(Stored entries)
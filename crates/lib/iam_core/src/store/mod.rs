//! User storage.
//!
//! [`UserStore`] is the seam the auth workflow and API layer depend on;
//! [`MemoryUserStore`] is the process-local implementation.

pub mod memory;

pub use memory::MemoryUserStore;

use thiserror::Error;

use crate::models::user::{CreateUser, User, UserWithPassword};

/// User store errors.
#[derive(Debug, Error, PartialEq, Eq)]
pub enum StoreError {
    #[error("user with email {0} already exists")]
    AlreadyExists(String),

    #[error("user {0} doesn't exist")]
    NotFound(String),

    #[error("password is longer than bcrypt can hash")]
    PasswordTooLong,

    #[error("store error: {0}")]
    Internal(String),
}

/// Storage backend for user records.
pub trait UserStore: Send + Sync {
    /// Create a user. Fails with `AlreadyExists` if the email is taken.
    fn create(&self, cmd: CreateUser) -> Result<User, StoreError>;

    /// Look up a user by ID.
    fn query_by_id(&self, id: &str) -> Result<User, StoreError>;

    /// Look up a user by email.
    fn query_by_email(&self, email: &str) -> Result<User, StoreError>;

    /// Look up a user by email along with the stored password hash.
    fn query_credentials_by_email(&self, email: &str) -> Result<UserWithPassword, StoreError>;

    /// Snapshot of all users, in no particular order.
    fn list(&self) -> Result<Vec<User>, StoreError>;

    /// Number of stored users.
    fn count(&self) -> usize;
}
//! Authentication middleware: Bearer token extraction and JWT verification.

use axum::http::HeaderMap;
use axum::http::header::AUTHORIZATION;
use axum::{
    extract::{Request, State},
    middleware::Next,
    response::Response,
};
use iam_core::models::auth::Claims;

use crate::AppState;
use crate::error::AppError;

/// Claims of the verified access token, stored in request extensions.
#[derive(Debug, Clone)]
pub struct AuthenticatedUser(pub Claims);

/// The raw `Authorization` header value.
pub fn authorization_header(headers: &HeaderMap) -> Result<&str, AppError> {
    headers
        .get(AUTHORIZATION)
        .and_then(|v| v.to_str().ok())
        .ok_or_else(|| AppError::Unauthorized("Missing authorization header".into()))
}

/// Axum middleware: extracts `Authorization: Bearer <token>`, verifies it is a
/// valid access token, and injects `AuthenticatedUser` into request extensions.
pub async fn require_auth(
    State(state): State<AppState>,
    mut request: Request,
    next: Next,
) -> Result<Response, AppError> {
    let header = authorization_header(request.headers())?;

    let token = header
        .strip_prefix("Bearer ")
        .ok_or_else(|| AppError::Unauthorized("Invalid authorization scheme".into()))?;

    let claims = state.auth.authenticate(token)?;

    request.extensions_mut().insert(AuthenticatedUser(claims));

    Ok(next.run(request).await)
}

* [Problem description]:
Only these lines should appear in the reply: the one containing "user by email.", the last line of the data, and all lines between them, each copied exactly.

* [Answer for this exercise]:
    /// Look up a user by email.
    fn query_by_email(&self, email: &str) -> Result<User, StoreError>;

    /// Look up a user by email along with the stored password hash.
    fn query_credentials_by_email(&self, email: &str) -> Result<UserWithPassword, StoreError>;

    /// Snapshot of all users, in no particular order.
    fn list(&self) -> Result<Vec<User>, StoreError>;

    /// Number of stored users.
    fn count(&self) -> usize;
}
//! Authentication middleware: Bearer token extraction and JWT verification.

use axum::http::HeaderMap;
use axum::http::header::AUTHORIZATION;
use axum::{
    extract::{Request, State},
    middleware::Next,
    response::Response,
};
use iam_core::models::auth::Claims;

use crate::AppState;
use crate::error::AppError;

/// Claims of the verified access token, stored in request extensions.
#[derive(Debug, Clone)]
pub struct AuthenticatedUser(pub Claims);

/// The raw `Authorization` header value.
pub fn authorization_header(headers: &HeaderMap) -> Result<&str, AppError> {
    headers
        .get(AUTHORIZATION)
        .and_then(|v| v.to_str().ok())
        .ok_or_else(|| AppError::Unauthorized("Missing authorization header".into()))
}

/// Axum middleware: extracts `Authorization: Bearer <token>`, verifies it is a
/// valid access token, and injects `AuthenticatedUser` into request extensions.
pub async fn require_auth(
    State(state): State<AppState>,
    mut request: Request,
    next: Next,
) -> Result<Response, AppError> {
    let header = authorization_header(request.headers())?;

    let token = header
        .strip_prefix("Bearer ")
        .ok_or_else(|| AppError::Unauthorized("Invalid authorization scheme".into()))?;

    let claims = state.auth.authenticate(token)?;

    request.extensions_mut().insert(AuthenticatedUser(claims));

    Ok(next.run(request).await)
}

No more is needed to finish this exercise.